بِسْمِ اللَّهِ الرَّحْمَٰنِ الرَّحِيمِ "Dengan menyebut nama Allah Yang Maha Pemurah lagi Maha Penyayang". الْحَمْدُ لِلَّهِ رَبِّ الْعَالَمِينَ "Segala puji bagi Allah, Rabb semesta alam". الرَّحْمَٰنِ الرَّحِيمِ "Maha Pemurah lagi Maha Penyayang". مَالِكِ يَوْمِ الدِّينِ "Yang menguasai di Hari Pembalasan". إِيَّاكَ نَعْبُدُ وَإِيَّاكَ نَسْتَعِينُ "Hanya Engkaulah yang kami sembah, dan hanya kepada Engkaulah kami meminta pertolongan". اهْدِنَا الصِّرَاطَ الْمُسْتَقِيمَ "Tunjukilah kami jalan yang lurus", صِرَاطَ الَّذِينَ أَنْعَمْتَ عَلَيْهِمْ غَيْرِ الْمَغْضُوبِ عَلَيْهِمْ وَلَا الضَّالِّينَ "(yaitu) Jalan orang-orang yang telah Engkau beri nikmat kepada mereka; bukan (jalan) mereka yang dimurkai dan bukan (pula jalan) mereka yang sesat".
Friday, February 15, 2013

CAGUB KOK POLIGAMI?

0 comments


Oleh : Paox Iben Mudhaffar

Memprihatinkan. Hanya kata itu yang sanggup saya ucapkan ketika sebagian besar calon gubernur NTB, termasuk incumbent--disinyalir melakukan praktik Poligami. Bahkan salah seorang calon disinyalir memiliki istri lebih dari dua. Jikapun ada calon yang tidak berpoligami, namun diinternl partai pengusungnya, para kader partai ini –sebagaimana dikemukakan sang pendiri diberbagai media--sering diasumsikan sebagai orang-orang yang pro-poligami. Memang ada yang salah dengan Poligami?

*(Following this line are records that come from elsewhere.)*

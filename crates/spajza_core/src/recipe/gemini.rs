//! Gemini `generateContent` client with Google Search grounding.

use super::{build_prompt, RecipeClient, RecipeError, Source, Suggestion, DEFAULT_RECIPE_TIMEOUT};
use async_trait::async_trait;
use log::{info, warn};
use reqwest::Client;
use serde::{Deserialize, Serialize};
use std::time::{Duration, Instant};

pub const DEFAULT_GEMINI_API_BASE: &str = "https://generativelanguage.googleapis.com/v1beta";
pub const DEFAULT_GEMINI_MODEL: &str = "gemini-3-flash-preview";

const MAX_ERROR_BODY_CHARS: usize = 200;

#[derive(Debug, Clone)]
pub struct GeminiConfig {
    pub api_key: Option<String>,
    pub model: String,
    pub api_base: String,
    pub timeout: Duration,
}

impl GeminiConfig {
    pub fn new(api_key: Option<String>) -> Self {
        Self {
            api_key: api_key.filter(|key| !key.trim().is_empty()),
            model: DEFAULT_GEMINI_MODEL.to_string(),
            api_base: DEFAULT_GEMINI_API_BASE.to_string(),
            timeout: DEFAULT_RECIPE_TIMEOUT,
        }
    }

    pub fn with_model(mut self, model: impl Into<String>) -> Self {
        self.model = model.into();
        self
    }

    pub fn with_api_base(mut self, api_base: impl Into<String>) -> Self {
        self.api_base = api_base.into();
        self
    }

    pub fn with_timeout(mut self, timeout: Duration) -> Self {
        self.timeout = timeout;
        self
    }
}

pub struct GeminiRecipeClient {
    client: Client,
    config: GeminiConfig,
}

impl GeminiRecipeClient {
    /// Builds the HTTP client. A missing API key is reported per call.
    pub fn new(config: GeminiConfig) -> Result<Self, RecipeError> {
        let client = Client::builder()
            .timeout(config.timeout)
            .build()
            .map_err(RecipeError::Transport)?;
        Ok(Self { client, config })
    }

    fn endpoint(&self) -> String {
        format!(
            "{}/models/{}:generateContent",
            self.config.api_base.trim_end_matches('/'),
            self.config.model
        )
    }

    fn map_transport(&self, err: reqwest::Error) -> RecipeError {
        if err.is_timeout() {
            RecipeError::Timeout(self.config.timeout)
        } else {
            RecipeError::Transport(err)
        }
    }
}

#[async_trait]
impl RecipeClient for GeminiRecipeClient {
    async fn suggest(
        &self,
        query: &str,
        stocked_names: &[String],
    ) -> Result<Suggestion, RecipeError> {
        let api_key = self
            .config
            .api_key
            .as_deref()
            .ok_or(RecipeError::MissingCredentials)?;
        if query.trim().is_empty() {
            return Err(RecipeError::EmptyQuery);
        }

        let body = GenerateContentRequest {
            contents: vec![Content {
                role: "user",
                parts: vec![RequestPart {
                    text: build_prompt(query.trim(), stocked_names),
                }],
            }],
            tools: vec![Tool {
                google_search: GoogleSearch {},
            }],
        };

        let started_at = Instant::now();
        let response = self
            .client
            .post(self.endpoint())
            .header("x-goog-api-key", api_key)
            .json(&body)
            .send()
            .await
            .map_err(|err| self.map_transport(err))?;

        let status = response.status();
        let text = response
            .text()
            .await
            .map_err(|err| self.map_transport(err))?;
        if !status.is_success() {
            warn!(
                "event=recipe_suggest module=recipe status=error http_status={} duration_ms={}",
                status.as_u16(),
                started_at.elapsed().as_millis()
            );
            return Err(RecipeError::Status {
                code: status.as_u16(),
                message: text.chars().take(MAX_ERROR_BODY_CHARS).collect(),
            });
        }

        let parsed: GenerateContentResponse = serde_json::from_str(&text)
            .map_err(|err| RecipeError::InvalidResponse(err.to_string()))?;
        let suggestion = extract_suggestion(parsed);

        info!(
            "event=recipe_suggest module=recipe status=ok ingredients={} text_chars={} sources={} duration_ms={}",
            stocked_names.len(),
            suggestion.text.chars().count(),
            suggestion.sources.len(),
            started_at.elapsed().as_millis()
        );
        Ok(suggestion)
    }
}

fn extract_suggestion(response: GenerateContentResponse) -> Suggestion {
    let Some(candidate) = response.candidates.into_iter().next() else {
        return Suggestion::default();
    };

    let text = candidate
        .content
        .map(|content| {
            content
                .parts
                .into_iter()
                .filter(|part| !part.thought)
                .filter_map(|part| part.text)
                .collect::<String>()
        })
        .unwrap_or_default();

    let sources = candidate
        .grounding_metadata
        .map(|metadata| {
            metadata
                .grounding_chunks
                .into_iter()
                .filter_map(|chunk| chunk.web)
                .map(|web| Source {
                    title: web.title,
                    uri: web.uri,
                })
                .collect()
        })
        .unwrap_or_default();

    Suggestion { text, sources }
}

#[derive(Serialize)]
struct GenerateContentRequest {
    contents: Vec<Content>,
    tools: Vec<Tool>,
}

#[derive(Serialize)]
struct Content {
    role: &'static str,
    parts: Vec<RequestPart>,
}

#[derive(Serialize)]
struct RequestPart {
    text: String,
}

#[derive(Serialize)]
struct Tool {
    google_search: GoogleSearch,
}

#[derive(Serialize)]
struct GoogleSearch {}

#[derive(Debug, Deserialize)]
struct GenerateContentResponse {
    #[serde(default)]
    candidates: Vec<Candidate>,
}

#[derive(Debug, Deserialize)]
#[serde(rename_all = "camelCase")]
struct Candidate {
    content: Option<ResponseContent>,
    grounding_metadata: Option<GroundingMetadata>,
}

#[derive(Debug, Deserialize)]
struct ResponseContent {
    #[serde(default)]
    parts: Vec<ResponsePart>,
}

#[derive(Debug, Deserialize)]
struct ResponsePart {
    text: Option<String>,
    #[serde(default)]
    thought: bool,
}

#[derive(Debug, Deserialize)]
#[serde(rename_all = "camelCase")]
struct GroundingMetadata {
    #[serde(default)]
    grounding_chunks: Vec<GroundingChunk>,
}

#[derive(Debug, Deserialize)]
struct GroundingChunk {
    web: Option<WebChunk>,
}

#[derive(Debug, Deserialize)]
struct WebChunk {
    uri: Option<String>,
    title: Option<String>,
}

Dalam sejarah Islam maupun kajian fikih klasik, poligami memang memiliki legitimasi yang cukup kuat. Meminjam istilah Derrida, hal itu seakan telah menjadi logosentrisme: kebenaran yg terang-benderang dan tidak bisa diperdebatkan lagi. Sebab selain mendapat legitimasi tekstual (nash) juga mendapat dukungan secara kultural dan terus direproduksi dalam praktik atau wacana sosial. Tapi jelas pula, dalam kehidupan modern, praktek poligami amat problematik. Apalagi jika itu menyangkut pejabat publik semisal calon Bupati atau Gubernur ini. Kita tidak bisa menutup mata jika persoalan istri para pejabat adalah semata persoalan privat, individual, yang tidak boleh diketahui oleh publik. Sebab ketika seorang (laki-laki) menjadi pejabat biasanya secara otomatis, istrinya juga menduduki posisi strategis dalam lembaga-lembaga publik semisal organisasi Dharma Wanita, Tim Penggerak PKK dst. Organisasi tersebut juga di support oleh dana pemerintah yang nota bene adalah uang publik. So, bukankah persoalan ini layak menjadi perbincangan publik? Apalagi seorang Istri pejabat sekelas gubernur! Biasanya istri pejabat itu juga terlibat aktif dalam kampanye program-program pemerintah ketika suaminya menjabat. Lihat saja foto-foto mereka di sepanjang jalan atau di depan kantor-kantor pemerintahan.

Kemandulan Teologis

Dalam konteks Fiqiyyah maupun diskursus tafsir keagamaan kontemporer, mempraktekkan poligami dalam masyarakat modern sekarang ini bisa dibaca sebagai bukti kemandulan teologis. Dari sisi historis, konteks pembolehan poligami dalam Islam pada mulanya bertujuan justru untuk membatasi, bukan menambah jumlah istri. Sebab, dalam masyarakat Arab ketika itu, perempuan ibarat "obyek" yang boleh diapasajakan oleh laki-laki. Maka banyak orang, termasuk Umar ibn al-Khatab, sebelum menjadi muslim, tega mengubur bayinya yang terlahir perempuan. Di masa Arab jahiliyah, orang bisa beristri berapa saja, siapa saja. Asalkan mampu, asalkan bisa.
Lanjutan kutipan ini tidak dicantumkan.